→ WHAT IS BEING ASKED
In the entries below, find each line with the word "TileRecognizer" and pull it out.

→ RECORDS SHOWN
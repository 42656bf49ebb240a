//! Per-tick control step.
//!
//! One tick: capture → locate → segment → (bootstrap) → learn from the last
//! prediction → recognize → plan → act. Failures to see the field or read the
//! board end the tick early and are retried; a broken bootstrap or a failing
//! collaborator ends the session.

use crate::agent::config::AgentConfig;
use crate::error::{SessionError, TickFailure};
use crate::game::{get_move, Board, Evaluator, Move, CELL_COUNT};
use crate::platform::{FrameSource, InputSink};
use crate::recognition::TileRecognizer;
use crate::vision::{locate_field, segment_tiles, BoundingRect};

use image::GrayImage;

/// How a tick ended.
#[derive(Debug, Clone, PartialEq)]
pub enum TickOutcome {
    /// The board was read and a decision was made
    Active,
    /// The tick stopped early and will be retried
    Passive(TickFailure),
    /// The frame source has no more frames
    Finished,
}

/// Read-only view of the last tick, for debugging.
#[derive(Debug, Clone, Default, PartialEq)]
pub struct TickSnapshot {
    /// Tracked field rectangle in screen coordinates
    pub tracked: Option<BoundingRect>,
    /// Last recognized board
    pub board: Option<Board>,
    /// Recognition confidence per cell of `board`
    pub confidences: [f32; CELL_COUNT],
    /// Last chosen move
    pub chosen: Option<Move>,
}

/// Agent state carried across ticks.
pub struct AgentContext {
    /// Agent configuration
    pub config: AgentConfig,
    /// Learned templates; survives losing track of the field
    pub recognizer: TileRecognizer,
    evaluator: Box<dyn Evaluator>,
    /// Field rectangle on screen, set on first sighting
    tracked: Option<BoundingRect>,
    /// Board predicted by the last move, used as labels on the next tick
    pending_label: Option<Board>,
    snapshot: TickSnapshot,
    /// Number of ticks run so far
    pub ticks: u64,
}

impl AgentContext {
    pub fn new(config: AgentConfig, evaluator: Box<dyn Evaluator>) -> Self {
        let recognizer = TileRecognizer::new(config.recognizer.clone());
        Self {
            config,
            recognizer,
            evaluator,
            tracked: None,
            pending_label: None,
            snapshot: TickSnapshot::default(),
            ticks: 0,
        }
    }

    pub fn tracked(&self) -> Option<BoundingRect> {
        self.tracked
    }

    pub fn snapshot(&self) -> &TickSnapshot {
        &self.snapshot
    }

    /// Runs one tick.
    pub fn step(
        &mut self,
        source: &mut dyn FrameSource,
        input: &mut dyn InputSink,
    ) -> Result<TickOutcome, SessionError> {
        self.ticks += 1;

        let frame = match source.capture(self.tracked) {
            Ok(Some(frame)) => frame,
            Ok(None) => return Ok(TickOutcome::Finished),
            Err(e) => return Err(SessionError::Capture(e)),
        };
        // A tracked capture starts at the clamped corner of the tracked rect
        let origin = self
            .tracked
            .map(|r| (r.x.max(0), r.y.max(0)))
            .unwrap_or((0, 0));

        let field = match locate_field(&frame, &self.config.locator) {
            Ok(field) => field,
            Err(e) => {
                if self.tracked.take().is_some() {
                    crate::log("Lost track of the field");
                }
                self.pending_label = None;
                self.snapshot.tracked = None;
                return Ok(TickOutcome::Passive(e.into()));
            }
        };

        let tracked = match self.tracked {
            Some(rect) => rect,
            None => {
                let rect = field.rect.translated(origin.0, origin.1);
                crate::log(&format!(
                    "Tracking field at ({}, {}) size {}x{}",
                    rect.x, rect.y, rect.width, rect.height
                ));
                self.tracked = Some(rect);
                rect
            }
        };
        self.snapshot.tracked = Some(tracked);

        let tiles = match segment_tiles(&field.image, &self.config.segmenter) {
            Ok(tiles) => tiles,
            Err(e) => return Ok(TickOutcome::Passive(e.into())),
        };

        if !self.recognizer.is_bootstrapped() {
            self.recognizer.bootstrap(&tiles)?;
        }

        if let Some(label) = self.pending_label.take() {
            self.learn_from_label(&tiles, &label);
        }

        let mut cells = [0u32; CELL_COUNT];
        let mut confidences = [0f32; CELL_COUNT];
        for (i, tile) in tiles.iter().enumerate().take(CELL_COUNT) {
            let m = self.recognizer.match_tile(tile);
            cells[i] = m.value;
            confidences[i] = m.confidence;
        }
        let board = Board::new(cells);
        self.snapshot.board = Some(board);
        self.snapshot.confidences = confidences;

        let plan = match get_move(&board, self.evaluator.as_mut(), self.config.evaluator.mode) {
            Ok(plan) => plan,
            Err(e) => {
                crate::log(&format!("Tick {}: {}\n{}", self.ticks, e, board));
                self.snapshot.chosen = None;
                return Ok(TickOutcome::Passive(e.into()));
            }
        };
        self.snapshot.chosen = Some(plan.chosen);

        if plan.chosen == Move::None {
            crate::log(&format!("Tick {}: no move available", self.ticks));
            return Ok(TickOutcome::Active);
        }

        crate::log(&format!("Tick {}: {}\n{}", self.ticks, plan.chosen, board));
        let (x, y) = tracked.center();
        input.focus(x, y).map_err(SessionError::Input)?;
        input.press(plan.chosen).map_err(SessionError::Input)?;
        self.pending_label = Some(plan.predicted);

        Ok(TickOutcome::Active)
    }

    /// Teaches the recognizer from tiles whose values were predicted.
    ///
    /// Cells predicted empty are skipped since a new tile may have spawned there.
    fn learn_from_label(&mut self, tiles: &[GrayImage], label: &Board) {
        for (tile, &value) in tiles.iter().zip(label.cells()) {
            if value != 0 {
                self.recognizer.add_template(tile, value);
            }
        }
    }
}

→ TASK OUTPUT
use crate::recognition::TileRecognizer;
    pub recognizer: TileRecognizer,
        let recognizer = TileRecognizer::new(config.recognizer.clone());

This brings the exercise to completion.